A Selective Destruction Theory of Aging
At present the research community cannot robustly connect underlying causative processes of aging, such as those described in the SENS view of damage and rejuvenation, or some of the hallmarks of aging, to higher level manifestations of aging, such as declining function or changing biomarkers associated with age-related disease. This gives great freedom to theorize on how exactly the present voluminous but disconnected body of data on aging, cellular biochemistry, and age-related disease all fits together. There is no shortage of theories of aging, and no sign that the research community will cease to create new ones at any point in the near future. Some are quite interesting, as in the case here, regardless of what might think of the likelihood of such mechanisms playing an important role in degenerative aging.

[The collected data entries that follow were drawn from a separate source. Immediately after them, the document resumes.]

// src/pipeline/orchestrator.rs
//
// Per-frame fusion:
//
//   frame ─┬─ object detection ──┐
//          └─ line extraction  ──┴─ join ─ lane detector ─ FrameResult
//
// Lane state only advances after both branches succeed.

use super::frame_context::FrameResult;
use super::metrics::PipelineMetrics;
use crate::error::DetectorError;
use crate::lane_detection::{LaneDetector, LineSegment};
use crate::object_detection::ObjectDetector;
use crate::types::Frame;
use anyhow::{Context, Result};
use std::time::Instant;
use tracing::debug;

pub struct PerceptionPipeline {
    object_detector: ObjectDetector,
    lane_detector: LaneDetector,
    metrics: PipelineMetrics,
    frame_index: u64,
}

impl PerceptionPipeline {
    pub fn new(object_detector: ObjectDetector, lane_detector: LaneDetector) -> Self {
        Self {
            object_detector,
            lane_detector,
            metrics: PipelineMetrics::new(),
            frame_index: 0,
        }
    }

    pub fn metrics(&self) -> &PipelineMetrics {
        &self.metrics
    }

    pub fn object_detector(&self) -> &ObjectDetector {
        &self.object_detector
    }

    pub fn lane_detector(&self) -> &LaneDetector {
        &self.lane_detector
    }

    /// Begin a new video stream: fresh lane state, metrics and frame numbering.
    /// The object detector and its backend session are kept.
    pub fn start_stream(&mut self, lane_detector: LaneDetector) {
        self.lane_detector = lane_detector;
        self.metrics = PipelineMetrics::new();
        self.frame_index = 0;
    }

    /// Run detection and `extract` concurrently on `frame`, then fuse.
    ///
    /// On error nothing carried across frames is modified.
    pub fn process_frame<F>(&mut self, frame: &Frame, extract: F) -> Result<FrameResult>
    where
        F: FnOnce(&Frame) -> Result<Vec<LineSegment>> + Send,
    {
        let frame_index = self.frame_index;
        self.frame_index += 1;
        self.metrics.inc(&self.metrics.total_frames);

        if !frame.is_valid() {
            self.metrics.inc(&self.metrics.failed_frames);
            return Err(DetectorError::InvalidFrame {
                width: frame.width,
                height: frame.height,
            }
            .into());
        }

        let object_detector = &mut self.object_detector;

        // 1. Detection and extraction in parallel
        let ((objects, detection_us), (segments, extraction_us)) = rayon::join(
            || {
                let start = Instant::now();
                let objects = object_detector.detect(frame);
                (objects, start.elapsed().as_micros() as u64)
            },
            || {
                let start = Instant::now();
                let segments = extract(frame);
                (segments, start.elapsed().as_micros() as u64)
            },
        );

        self.metrics
            .set_timing(&self.metrics.detection_time_us, detection_us);
        self.metrics
            .set_timing(&self.metrics.extraction_time_us, extraction_us);

        // 2. Join barrier: both must succeed before the lane state moves
        let (objects, segments) = match (objects, segments) {
            (Ok(objects), Ok(segments)) => (objects, segments),
            (Err(e), _) => {
                self.metrics.inc(&self.metrics.failed_frames);
                return Err(e)
                    .with_context(|| format!("object detection failed on frame {}", frame_index));
            }
            (_, Err(e)) => {
                self.metrics.inc(&self.metrics.failed_frames);
                return Err(e)
                    .with_context(|| format!("line extraction failed on frame {}", frame_index));
            }
        };

        // 3. Lane classification + driving state
        let was_changing = self.lane_detector.driving_state().is_changing();
        let start = Instant::now();
        let lanes = self
            .lane_detector
            .run(&segments, frame.width, frame.height, &objects)?
            .clone();
        self.metrics
            .set_timing(&self.metrics.lane_time_us, start.elapsed().as_micros() as u64);

        let result = FrameResult {
            frame_index,
            timestamp_ms: frame.timestamp_ms,
            objects,
            lanes,
        };

        if result.has_lanes() {
            self.metrics.inc(&self.metrics.frames_with_lanes);
        }
        if !result.objects.is_empty() {
            self.metrics.inc(&self.metrics.frames_with_objects);
        }
        if !was_changing && result.is_changing_lanes() {
            self.metrics.inc(&self.metrics.lane_changes_detected);
        }

        debug!(
            "Frame {}: {} segments, {} objects, {} lanes ({}us detect, {}us extract)",
            frame_index,
            segments.len(),
            result.objects.len(),
            result.lanes.line_count(),
            detection_us,
            extraction_us
        );

        Ok(result)
    }
}

#[cfg(test)]
mod tests {
    use super::*;
    use crate::lane_detection::{DrivingStateConfig, LaneDetectorConfig};
    use crate::object_detection::detector::tests::{prediction, FakeBackend};
    use crate::object_detection::{BlobSize, ModelVariant, ObjectDetectorConfig};
    use anyhow::anyhow;
    use std::sync::atomic::Ordering;

    const WIDTH: usize = 100;
    const HEIGHT: usize = 60;

    fn frame() -> Frame {
        Frame::new(vec![0; WIDTH * HEIGHT * 3], WIDTH, HEIGHT, 33.3)
    }

    fn segments() -> Vec<LineSegment> {
        shifted_segments(0.0)
    }

    /// Lane boundaries moved `shift` px to the left
    fn shifted_segments(shift: f32) -> Vec<LineSegment> {
        vec![
            LineSegment::new(20.0 - shift, 60.0, 40.0 - shift, 40.0),
            LineSegment::new(60.0 - shift, 40.0, 80.0 - shift, 60.0),
        ]
    }

    fn pipeline(rows: Vec<Vec<f32>>) -> PerceptionPipeline {
        let config = ObjectDetectorConfig {
            model_variant: ModelVariant::Tiny,
            blob_size: BlobSize::One,
            box_padding: 0.0,
            hood_cutoff_ratio: 1.0,
            ..Default::default()
        };
        let detector = ObjectDetector::with_backend(config, Box::new(FakeBackend::new(rows)))
            .unwrap();
        let lanes = LaneDetector::new(LaneDetectorConfig::default()).unwrap();
        PerceptionPipeline::new(detector, lanes)
    }

    #[test]
    fn test_frame_result_fuses_objects_and_lanes() {
        let mut pipeline = pipeline(Vec::new());
        let result = pipeline.process_frame(&frame(), |_| Ok(segments())).unwrap();

        assert_eq!(result.frame_index, 0);
        assert_eq!(result.timestamp_ms, 33.3);
        assert!(result.objects.is_empty());
        assert!(result.lanes.left_line.is_some());
        assert!(result.lanes.right_line.is_some());

        let summary = pipeline.metrics().summary();
        assert_eq!(summary.total_frames, 1);
        assert_eq!(summary.frames_with_lanes, 1);
        assert_eq!(summary.frames_with_objects, 0);
    }

    #[test]
    fn test_detected_object_filters_lane_line() {
        // Box over the left half of a 288 px blob, i.e. the left half of the frame
        let rows = vec![prediction(72.0, 144.0, 144.0, 288.0, 2, 0.9)];
        let mut pipeline = pipeline(rows);
        let result = pipeline.process_frame(&frame(), |_| Ok(segments())).unwrap();

        assert_eq!(result.objects.len(), 1);
        assert!(result.lanes.left_line.is_none());
        assert!(result.lanes.right_line.is_some());
        assert_eq!(
            pipeline.metrics().frames_with_objects.load(Ordering::Relaxed),
            1
        );
    }

    #[test]
    fn test_failed_extraction_leaves_lane_state_untouched() {
        let mut pipeline = pipeline(Vec::new());
        pipeline.process_frame(&frame(), |_| Ok(segments())).unwrap();
        let before = pipeline.lane_detector().information().clone();

        let err = pipeline
            .process_frame(&frame(), |_| Err(anyhow!("camera glitch")))
            .unwrap_err();
        assert!(err.to_string().contains("line extraction failed"));
        assert_eq!(*pipeline.lane_detector().information(), before);
        assert_eq!(pipeline.metrics().summary().failed_frames, 1);

        // Next good frame continues from the committed state
        let result = pipeline.process_frame(&frame(), |_| Ok(segments())).unwrap();
        assert_eq!(result.frame_index, 2);
        assert_eq!(result.lanes.frame_index, 1);
    }

    #[test]
    fn test_start_stream_resets_numbering_and_metrics() {
        let mut pipeline = pipeline(Vec::new());
        pipeline.process_frame(&frame(), |_| Ok(segments())).unwrap();
        pipeline.process_frame(&frame(), |_| Ok(segments())).unwrap();

        pipeline.start_stream(LaneDetector::new(LaneDetectorConfig::default()).unwrap());
        assert_eq!(pipeline.metrics().summary().total_frames, 0);

        let result = pipeline.process_frame(&frame(), |_| Ok(segments())).unwrap();
        assert_eq!(result.frame_index, 0);
        assert_eq!(result.lanes.frame_index, 0);
    }

    #[test]
    fn test_lane_change_is_counted_once() {
        let mut pipeline = pipeline(Vec::new());
        pipeline.start_stream(
            LaneDetector::new(LaneDetectorConfig {
                driving_state: DrivingStateConfig {
                    confirm_frames: 1,
                    ..Default::default()
                },
                ..Default::default()
            })
            .unwrap(),
        );

        let result = pipeline.process_frame(&frame(), |_| Ok(segments())).unwrap();
        assert!(result.has_lanes());
        assert!(!result.is_changing_lanes());

        // Keeps drifting, so the change does not settle in between
        for shift in [5.0, 10.0] {
            let result = pipeline
                .process_frame(&frame(), |_| Ok(shifted_segments(shift)))
                .unwrap();
            assert!(result.is_changing_lanes());
        }
        assert_eq!(pipeline.metrics().summary().lane_changes, 1);
    }

    #[test]
    fn test_invalid_frame_is_rejected() {
        let mut pipeline = pipeline(Vec::new());
        let bad = Frame::new(vec![0; 10], WIDTH, HEIGHT, 0.0);
        let err = pipeline.process_frame(&bad, |_| Ok(segments())).unwrap_err();
        assert!(matches!(
            err.downcast_ref::<DetectorError>(),
            Some(DetectorError::InvalidFrame { .. })
        ));
    }
}
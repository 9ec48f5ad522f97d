// src/object_detection/config.rs

use crate::error::{DetectorError, DetectorResult};
use serde::{Deserialize, Serialize};
use std::fmt;
use std::path::PathBuf;
use std::str::FromStr;

/// Which YOLO weights to run. `None` disables object awareness entirely.
#[derive(Debug, Clone, Copy, PartialEq, Eq, Serialize, Deserialize)]
#[serde(rename_all = "lowercase")]
pub enum ModelVariant {
    None,
    Standard,
    Tiny,
}

impl ModelVariant {
    pub fn as_str(&self) -> &'static str {
        match self {
            Self::None => "none",
            Self::Standard => "standard",
            Self::Tiny => "tiny",
        }
    }

    /// ONNX file expected in the model directory
    pub fn model_file(&self) -> Option<&'static str> {
        match self {
            Self::None => None,
            Self::Standard => Some("yolov7.onnx"),
            Self::Tiny => Some("yolov7-tiny.onnx"),
        }
    }
}

impl fmt::Display for ModelVariant {
    fn fmt(&self, f: &mut fmt::Formatter<'_>) -> fmt::Result {
        f.write_str(self.as_str())
    }
}

impl FromStr for ModelVariant {
    type Err = DetectorError;

    fn from_str(s: &str) -> Result<Self, Self::Err> {
        match s.to_ascii_lowercase().as_str() {
            "none" => Ok(Self::None),
            "standard" => Ok(Self::Standard),
            "tiny" => Ok(Self::Tiny),
            other => Err(DetectorError::invalid_config(format!(
                "unknown model variant '{}' (expected none, standard or tiny)",
                other
            ))),
        }
    }
}

#[derive(Debug, Clone, Copy, PartialEq, Eq, Serialize, Deserialize)]
#[serde(rename_all = "lowercase")]
pub enum Backend {
    Cpu,
    Cuda,
}

impl Backend {
    pub fn as_str(&self) -> &'static str {
        match self {
            Self::Cpu => "cpu",
            Self::Cuda => "cuda",
        }
    }
}

impl fmt::Display for Backend {
    fn fmt(&self, f: &mut fmt::Formatter<'_>) -> fmt::Result {
        f.write_str(self.as_str())
    }
}

impl FromStr for Backend {
    type Err = DetectorError;

    fn from_str(s: &str) -> Result<Self, Self::Err> {
        match s.to_ascii_lowercase().as_str() {
            "cpu" => Ok(Self::Cpu),
            "cuda" => Ok(Self::Cuda),
            other => Err(DetectorError::invalid_config(format!(
                "unknown backend '{}' (expected cpu or cuda)",
                other
            ))),
        }
    }
}

/// Network input resolution and blob merging aggressiveness.
///
/// `One` is the smallest input and the most granular merging, `Five` the
/// largest input and the most aggressive merging.
#[derive(Debug, Clone, Copy, PartialEq, Eq, Serialize, Deserialize)]
#[serde(rename_all = "lowercase")]
pub enum BlobSize {
    One,
    Two,
    Three,
    Four,
    Five,
}

impl BlobSize {
    pub const ALL: [BlobSize; 5] = [
        BlobSize::One,
        BlobSize::Two,
        BlobSize::Three,
        BlobSize::Four,
        BlobSize::Five,
    ];

    /// Side of the square network input in pixels
    pub fn input_size(&self) -> usize {
        match self {
            Self::One => 288,
            Self::Two => 320,
            Self::Three => 416,
            Self::Four => 512,
            Self::Five => 608,
        }
    }

    /// 1 (tightest) to 5 (most aggressive)
    pub fn level(&self) -> u32 {
        match self {
            Self::One => 1,
            Self::Two => 2,
            Self::Three => 3,
            Self::Four => 4,
            Self::Five => 5,
        }
    }

    /// Minimum intersection / smaller-area ratio for two boxes to merge
    pub fn merge_overlap_threshold(&self) -> f32 {
        match self {
            Self::One => 0.9,
            Self::Two => 0.7,
            Self::Three => 0.5,
            Self::Four => 0.3,
            Self::Five => 0.1,
        }
    }

    /// Edge gap, as a fraction of frame width, under which two boxes merge.
    /// Zero means gap-based merging is off.
    pub fn merge_gap_ratio(&self) -> f32 {
        (self.level() - 1) as f32 * 0.01
    }

    pub fn from_input_size(size: usize) -> DetectorResult<Self> {
        Self::ALL
            .into_iter()
            .find(|b| b.input_size() == size)
            .ok_or_else(|| {
                DetectorError::invalid_config(format!(
                    "unsupported blob size {} (expected 288, 320, 416, 512 or 608)",
                    size
                ))
            })
    }
}

#[derive(Debug, Clone, Serialize, Deserialize)]
#[serde(default)]
pub struct ObjectDetectorConfig {
    pub model_variant: ModelVariant,
    pub backend: Backend,
    pub blob_size: BlobSize,
    /// Directory holding `yolov7.onnx` / `yolov7-tiny.onnx`
    pub model_dir: PathBuf,
    pub confidence_threshold: f32,
    pub nms_threshold: f32,
    /// Pixels added to each box width and height
    pub box_padding: f32,
    /// Detections centred below this fraction of the frame height are the ego bonnet
    pub hood_cutoff_ratio: f32,
    pub num_threads: usize,
}

impl Default for ObjectDetectorConfig {
    fn default() -> Self {
        Self {
            model_variant: ModelVariant::None,
            backend: Backend::Cpu,
            blob_size: BlobSize::One,
            model_dir: PathBuf::from("models"),
            confidence_threshold: 0.4,
            nms_threshold: 0.4,
            box_padding: 5.0,
            hood_cutoff_ratio: 0.78,
            num_threads: 4,
        }
    }
}

impl ObjectDetectorConfig {
    pub fn validate(&self) -> DetectorResult<()> {
        if !(0.0..=1.0).contains(&self.confidence_threshold) {
            return Err(DetectorError::invalid_config(format!(
                "confidence_threshold {} outside [0, 1]",
                self.confidence_threshold
            )));
        }
        if !(0.0..=1.0).contains(&self.nms_threshold) {
            return Err(DetectorError::invalid_config(format!(
                "nms_threshold {} outside [0, 1]",
                self.nms_threshold
            )));
        }
        if self.box_padding < 0.0 {
            return Err(DetectorError::invalid_config("box_padding must be >= 0"));
        }
        if !(0.0..=1.0).contains(&self.hood_cutoff_ratio) || self.hood_cutoff_ratio == 0.0 {
            return Err(DetectorError::invalid_config(
                "hood_cutoff_ratio must be in (0, 1]",
            ));
        }
        if self.num_threads == 0 {
            return Err(DetectorError::invalid_config("num_threads must be >= 1"));
        }
        Ok(())
    }

    pub fn model_path(&self) -> Option<PathBuf> {
        self.model_variant
            .model_file()
            .map(|file| self.model_dir.join(file))
    }
}

#[cfg(test)]
mod tests {
    use super::*;

    #[test]
    fn test_blob_sizes_round_trip_through_input_size() {
        for blob in BlobSize::ALL {
            assert_eq!(BlobSize::from_input_size(blob.input_size()).unwrap(), blob);
        }
        assert!(BlobSize::from_input_size(300).is_err());
    }

    #[test]
    fn test_merge_thresholds_loosen_with_level() {
        for pair in BlobSize::ALL.windows(2) {
            assert!(pair[0].merge_overlap_threshold() > pair[1].merge_overlap_threshold());
            assert!(pair[0].merge_gap_ratio() < pair[1].merge_gap_ratio());
        }
        assert_eq!(BlobSize::One.merge_gap_ratio(), 0.0);
    }

    #[test]
    fn test_parse_cli_names() {
        assert_eq!("Tiny".parse::<ModelVariant>().unwrap(), ModelVariant::Tiny);
        assert_eq!("cuda".parse::<Backend>().unwrap(), Backend::Cuda);
        assert!("gpu".parse::<Backend>().is_err());
    }

    #[test]
    fn test_none_variant_has_no_model_path() {
        let config = ObjectDetectorConfig::default();
        assert!(config.model_path().is_none());

        let config = ObjectDetectorConfig {
            model_variant: ModelVariant::Standard,
            ..Default::default()
        };
        assert_eq!(config.model_path().unwrap(), PathBuf::from("models/yolov7.onnx"));
    }

    #[test]
    fn test_validate_rejects_bad_thresholds() {
        let config = ObjectDetectorConfig {
            nms_threshold: 1.5,
            ..Default::default()
        };
        assert!(matches!(
            config.validate(),
            Err(DetectorError::InvalidConfig(_))
        ));
    }
}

We recently published selective destruction theory (SDT), which suggests a mechanism of ageing which is both independent of accumulating damage and consistent with epigenetic rejuvenation. We argue that in multicellular organisms, neighbouring cells are in constant competition. When mutations arise that increase a cell's growth rate, they bestow a selective advantage (an extreme example would be cancer, but most will not be). If these cells are uncontrolled, their growth advantage will allow them to spread, and their overactive metabolism could result in a host of detrimental or even lethal overactivity disorders. For example, in β-cells where growth is tied to insulin production, fast mutants spreading could produce a lethal drop in blood glucose. Another less tissue-specific example is the increased propensity of fast growing/metabolising fibroblasts to reach the critical threshold required for fibrosis.
Fast mutants are also likely to be more tumorigenic, while slow mutants will be less active, less fibrotic, and less tumorigenic even compared to wildtype cells. We therefore proposed that a maintenance mechanism which selectively destroyed fast cells might undergo positive selection even if it caused the spread of slow mutants as it would reduce the risks of overactivity disorders. The mechanism of selective destruction is currently theoretical. In our most developed model, we demonstrated that if slow cells induced epigenetic changes in faster cells causing their metabolism to slow (rather than killing them) it not only reduced unnecessary cell death, but also further reduced the likelihood of overactivity disorders by preventing the spread of fast cells. The resulting epigenetic growth suppression could therefore reflect a kind of ageing program designed to prevent overactivity disorders, and may explain why the methylation of specific CpG islands provides such accurate ageing clocks. It would also explain epigenetic rejuvenation by Yamanaka factors and parabiosis, so we predict that methylation of CpG islands will affect cell growth.
Reason, any thoughts on this paper? https://www.biorxiv.org/content/10.1101/2023.08.06.552148v1.full
I am just curious why E5 is not getting as big an effect on the hypothalamus epigenetic age as with the liver etc. Some recent studies suggest extracellular vesicles might be the most important factor in young blood and I belive they say E5 contains them along with other things. Would the blood brain barrier possibly be the reason? Maybe not passing through there as well as the rest of the body.